The Conservative proposal is to change the law to ensure that prosecutions are only sought when grossly unreasonable force has been used. On Newsnight last week, the Conservative spokesperson (I believe that it was Alan Duncan, but David Davies would be a more logical choice as spokesperson) was questioned as to what circumstances would count as being grossly unreasonable. In effect, they amount to pretty much exactly the same set of circumstances in which a person under the current law would be convicted of using unreasonable and disproportionate force. He admitted that he could offer no examples of cases where there had been a conviction under the current law that would have been an acquittal if the Conservative law had been in place. Indeed, the examples that the supporters of this change appeal to are a thoroughly dishonest strategy of persuasion. Michael Howard is reported to be arguing that that the law would protect people such as Kenneth Faulkner. Faulkner shot a burglar in the leg. Mr Faulkner was arrested, but not charged or prosecuted. The law protected him perfectly well, at least against possible prosecution, and ensures that cases of homicide and serious wounding are properly investigated.

So what would be the effect of a change in the law? The key point, admit most proponents, is that a change would reduce the number of householders being prosecuted, with relatively no change in conviction rate. Why shouldn’t we proceed with prosecution, if people using reasonable and proportionate force are, without exception, even according to the supporters of this new law, found innocent? We are warned that the experience of being a defendant in court is a traumatic one. Indeed, I imagine that it is. However, I would argue that we need an exhaustive public investigation of every case of serious wounding or homicide, justifiable or not. In Britain, we demand that justice is served by an adversarial system of deliberation. To do away with this because of the ranting of The Sun would be paradoxical; if we were suggest to Rebekka Wade that we adopt the French system of inquisitorial deliberation and we would no doubt have xenophobic headlines at first press.

Could you imagine the raising of barriers to the initiation of a prosecution to be politically popular in any other area of crime? Why are we contemplating changing the law to allow people to get away with murder and assault, simply because we are worried about the trauma that the accused may experience? Doesn’t the accused experience this trauma, regardless of whether they are acquitted of the crime célèbre of burglar murder, or the crime infamie of peadophilia? Do we worry about the accused in these cases?

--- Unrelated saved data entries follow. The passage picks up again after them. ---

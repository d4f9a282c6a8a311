//! Normalisation of analysis-service payloads
//!
//! The service does not always emit strict JSON: pandas `NaN` values leak into
//! bodies as bare tokens, and per-column describe() output arrives as the
//! Python `str()` of a dict. Everything here turns those bodies into the typed
//! structures in [`crate::core`] without touching session state.

use crate::core::{
    CellValue, ClientError, ClientResult, ColumnMap, ColumnStatistics, DType, DescriptiveReport,
    FillMissingOutcome, ParseError, PreviewRow, STATISTIC_NAMES, SummaryStats, UniqueSummary,
};
use lazy_static::lazy_static;
use regex::Regex;
use serde_json::{Map, Value};

lazy_static! {
    /// Python float repr tokens that are not valid JSON
    static ref PY_NON_FINITE: Regex = Regex::new(r"-?\b(?:nan|NaN|inf)\b").unwrap();
}

/// Parsed reply to a dataset upload
#[derive(Debug, Clone, PartialEq)]
pub struct UploadResponse {
    pub message: Option<String>,
    pub filename: Option<String>,
    pub head: Vec<PreviewRow>,
}

/// Stateless decoder for every response the client consumes
pub struct ResultParser;

impl ResultParser {
    /// Rewrite bare `NaN` tokens outside string literals to `null`
    pub fn sanitize_body(raw: &str) -> String {
        let mut out = String::with_capacity(raw.len());
        let mut in_string = false;
        let mut escaped = false;
        let mut rest = raw;

        while let Some(ch) = rest.chars().next() {
            if in_string {
                out.push(ch);
                if escaped {
                    escaped = false;
                } else if ch == '\\' {
                    escaped = true;
                } else if ch == '"' {
                    in_string = false;
                }
                rest = &rest[ch.len_utf8()..];
                continue;
            }

            if ch == '"' {
                in_string = true;
            } else if rest.starts_with("NaN") {
                let prev_is_word = out.chars().last().is_some_and(|c| c.is_alphanumeric() || c == '_');
                let next_is_word = rest[3..]
                    .chars()
                    .next()
                    .is_some_and(|c| c.is_alphanumeric() || c == '_');
                if !prev_is_word && !next_is_word {
                    out.push_str("null");
                    rest = &rest[3..];
                    continue;
                }
            }
            out.push(ch);
            rest = &rest[ch.len_utf8()..];
        }
        out
    }

    /// Parse a response body that must be a JSON object after `NaN` fixup
    pub fn parse_object(raw: &str) -> Result<Map<String, Value>, ParseError> {
        let cleaned = Self::sanitize_body(raw);
        match serde_json::from_str::<Value>(&cleaned) {
            Ok(Value::Object(map)) => Ok(map),
            Ok(other) => Err(ParseError::Body(format!(
                "expected a JSON object, found {}",
                json_kind(&other)
            ))),
            Err(e) => Err(ParseError::Body(e.to_string())),
        }
    }

    /// Extract the service's `{ "error": ... }` message from a failed response, if any
    pub fn error_message(raw: &str) -> Option<String> {
        let map = Self::parse_object(raw).ok()?;
        map.get("error").and_then(Value::as_str).map(str::to_string)
    }

    pub fn parse_upload(raw: &str) -> ClientResult<UploadResponse> {
        let map = Self::parse_object(raw)?;
        let head = match map.get("head") {
            Some(value) => Self::parse_rows(value, "head")?,
            None => return Err(ClientError::unexpected("upload response has no 'head' field")),
        };
        Ok(UploadResponse {
            message: optional_string(&map, "message"),
            filename: optional_string(&map, "filename"),
            head,
        })
    }

    /// Trailing rows, either under `tail` or as a bare array
    pub fn parse_tail(raw: &str) -> ClientResult<Vec<PreviewRow>> {
        let cleaned = Self::sanitize_body(raw);
        let value: Value =
            serde_json::from_str(&cleaned).map_err(|e| ParseError::Body(e.to_string()))?;
        match &value {
            Value::Array(_) => Self::parse_rows(&value, "tail"),
            Value::Object(map) => match map.get("tail") {
                Some(rows) => Self::parse_rows(rows, "tail"),
                None => Err(ClientError::unexpected("tail response has no 'tail' field")),
            },
            other => Err(ClientError::unexpected(format!(
                "tail response is {}",
                json_kind(other)
            ))),
        }
    }

    /// Decode an array of row objects; every row must carry the same column set
    pub fn parse_rows(value: &Value, field: &str) -> ClientResult<Vec<PreviewRow>> {
        let Value::Array(items) = value else {
            return Err(ClientError::unexpected(format!(
                "'{field}' is {}, expected an array",
                json_kind(value)
            )));
        };

        let mut rows = Vec::with_capacity(items.len());
        let mut expected: Option<Vec<String>> = None;
        for (idx, item) in items.iter().enumerate() {
            let Value::Object(obj) = item else {
                return Err(ClientError::unexpected(format!(
                    "'{field}' row {idx} is {}, expected an object",
                    json_kind(item)
                )));
            };

            let mut keys: Vec<String> = obj.keys().cloned().collect();
            keys.sort();
            match &expected {
                Some(first) if *first != keys => {
                    return Err(ClientError::unexpected(format!(
                        "'{field}' row {idx} has a different column set than row 0"
                    )));
                }
                Some(_) => {}
                None => expected = Some(keys),
            }

            let cells = obj
                .iter()
                .map(|(name, cell)| Ok((name.clone(), Self::parse_cell(cell, name)?)))
                .collect::<ClientResult<Vec<_>>>()?;
            rows.push(PreviewRow::new(cells));
        }
        Ok(rows)
    }

    fn parse_cell(value: &Value, column: &str) -> ClientResult<CellValue> {
        match value {
            Value::Null => Ok(CellValue::Null),
            Value::Bool(b) => Ok(CellValue::Bool(*b)),
            Value::Number(n) => Ok(CellValue::Number(n.clone())),
            Value::String(s) => Ok(CellValue::Text(s.clone())),
            other => Err(ClientError::unexpected(format!(
                "column '{column}' holds {}, expected a scalar",
                json_kind(other)
            ))),
        }
    }

    /// Decode the four-part describe report.
    ///
    /// Structural problems fail the whole report; a single column's
    /// undecodable statistics are kept as a per-column error instead.
    pub fn parse_report(raw: &str) -> ClientResult<DescriptiveReport> {
        let map = Self::parse_object(raw)?;
        let Some(Value::Object(data)) = map.get("data") else {
            return Err(ClientError::unexpected("describe response has no 'data' object"));
        };

        let mut report = DescriptiveReport::default();

        for (column, value) in required_object(data, "data_types")? {
            let tag = match value {
                Value::String(s) => s.clone(),
                other => other.to_string(),
            };
            report.data_types.insert(column.as_str(), DType::from_tag(&tag));
        }

        for (column, value) in required_object(data, "missing_values")? {
            let count = as_count(value).ok_or_else(|| {
                ClientError::unexpected(format!(
                    "missing-value count for '{column}' is not a non-negative integer"
                ))
            })?;
            report.missing_values.insert(column.as_str(), count);
        }

        for (column, value) in required_object(data, "unique_values")? {
            let summary = match value {
                Value::Array(items) => UniqueSummary::List(
                    items
                        .iter()
                        .map(|item| Self::parse_cell(item, column))
                        .collect::<ClientResult<Vec<_>>>()?,
                ),
                scalar => UniqueSummary::Scalar(Self::parse_cell(scalar, column)?),
            };
            report.unique_values.insert(column.as_str(), summary);
        }

        for (column, value) in required_object(data, "summary_statistics")? {
            let stats = match value {
                Value::String(encoded) => Self::decode_statistics(column, encoded),
                Value::Object(obj) => Ok(stats_from_object(obj)),
                other => Err(ParseError::Column {
                    column: column.clone(),
                    reason: format!("statistics are {}, expected an encoded record", json_kind(other)),
                }),
            };
            if let Err(e) = &stats {
                tracing::warn!("summary statistics unavailable: {e}");
            }
            report.summary_statistics.insert(column.as_str(), stats);
        }

        if let Some(Value::Object(memory)) = data.get("memory_usage") {
            report.memory_usage = memory
                .iter()
                .filter_map(|(column, value)| as_count(value).map(|bytes| (column.as_str(), bytes)))
                .collect::<ColumnMap<u64>>();
        }

        if let Some(Value::Array(dims)) = data.get("shape")
            && let [rows, cols] = dims.as_slice()
            && let (Some(rows), Some(cols)) = (as_count(rows), as_count(cols))
        {
            report.shape = Some((rows, cols));
        }

        Ok(report)
    }

    /// Decode one column's statistics from the single-quoted pseudo-JSON the service sends.
    ///
    /// `"{'count': 5, 'mean': 2.0}"` becomes a record with `count` and `mean`
    /// set and the remaining six statistics absent.
    pub fn decode_statistics(column: &str, encoded: &str) -> ColumnStatistics {
        let column_error = |reason: String| ParseError::Column {
            column: column.to_string(),
            reason,
        };

        let trimmed = encoded.trim();
        let unquoted = strip_one_quote_layer(trimmed);
        let rewritten = unquoted.replace('\'', "\"");
        let normalized = PY_NON_FINITE.replace_all(&rewritten, "null");

        match serde_json::from_str::<Value>(&normalized) {
            Ok(Value::Object(obj)) => Ok(stats_from_object(&obj)),
            Ok(other) => Err(column_error(format!(
                "decoded statistics are {}, expected a record",
                json_kind(&other)
            ))),
            Err(e) => Err(column_error(e.to_string())),
        }
    }

    pub fn parse_mse(raw: &str) -> ClientResult<f64> {
        let map = Self::parse_object(raw)?;
        map.get("mse")
            .and_then(Value::as_f64)
            .ok_or_else(|| ClientError::unexpected("train response has no numeric 'mse'"))
    }

    /// Acknowledgement text for fire-and-forget requests; any body is accepted
    pub fn parse_ack(raw: &str) -> String {
        match Self::parse_object(raw) {
            Ok(map) => optional_string(&map, "message").unwrap_or_default(),
            Err(_) => raw.trim().to_string(),
        }
    }

    /// Best-effort decode of the null-imputation reply; absent parts stay empty
    pub fn parse_fill_outcome(raw: &str) -> FillMissingOutcome {
        let mut outcome = FillMissingOutcome::default();
        let Ok(map) = Self::parse_object(raw) else {
            return outcome;
        };
        let Some(Value::Object(data)) = map.get("data") else {
            return outcome;
        };
        if let Some(Value::Object(means)) = data.get("mean_values") {
            outcome.mean_values = means
                .iter()
                .map(|(column, value)| (column.as_str(), value.as_f64()))
                .collect();
        }
        if let Some(Value::Object(nulls)) = data.get("null_values_sum") {
            outcome.remaining_nulls = nulls
                .iter()
                .filter_map(|(column, value)| as_count(value).map(|n| (column.as_str(), n)))
                .collect();
        }
        if let Some(Value::Array(rows)) = data.get("updated_df") {
            outcome.updated_rows = rows.len();
        }
        outcome
    }
}

fn strip_one_quote_layer(s: &str) -> &str {
    for quote in ['"', '\''] {
        if s.len() >= 2 && s.starts_with(quote) && s.ends_with(quote) {
            return &s[1..s.len() - 1];
        }
    }
    s
}

fn stats_from_object(obj: &Map<String, Value>) -> SummaryStats {
    let mut stats = SummaryStats::default();
    for name in STATISTIC_NAMES {
        let value = obj.get(name).and_then(|v| match v {
            Value::Number(n) => n.as_f64(),
            Value::String(s) => s.trim().parse::<f64>().ok().filter(|f| f.is_finite()),
            _ => None,
        });
        stats.set(name, value);
    }
    stats
}

fn required_object<'a>(
    data: &'a Map<String, Value>,
    field: &str,
) -> ClientResult<&'a Map<String, Value>> {
    match data.get(field) {
        Some(Value::Object(obj)) => Ok(obj),
        Some(other) => Err(ClientError::unexpected(format!(
            "'{field}' is {}, expected an object",
            json_kind(other)
        ))),
        None => Err(ClientError::unexpected(format!("describe data has no '{field}'"))),
    }
}

fn optional_string(map: &Map<String, Value>, field: &str) -> Option<String> {
    map.get(field).and_then(Value::as_str).map(str::to_string)
}

fn as_count(value: &Value) -> Option<u64> {
    match value {
        Value::Number(n) => n.as_u64().or_else(|| {
            n.as_f64()
                .filter(|f| *f >= 0.0 && f.fract() == 0.0 && *f <= u64::MAX as f64)
                .map(|f| f as u64)
        }),
        _ => None,
    }
}

fn json_kind(value: &Value) -> &'static str {
    match value {
        Value::Null => "null",
        Value::Bool(_) => "a boolean",
        Value::Number(_) => "a number",
        Value::String(_) => "a string",
        Value::Array(_) => "an array",
        Value::Object(_) => "an object",
    }
}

Experience tells us that we do not. Moves are made to minimise the trauma of witnesses and victims in trials, with aggressive cross-examination being minimised, opportunities to give evidence via video link and the like. And all this is quite correct. While we may revere the adversarial system, we should be wary of our system being one of overt hostility. But why should we allow this hostility to remain towards the accused? The accused is innocent, at least in law, and should be treated as such. If we recognise the court environment as being too hostile for witnesses and victims for justice to be done, how can we expect it to give justice to the accused?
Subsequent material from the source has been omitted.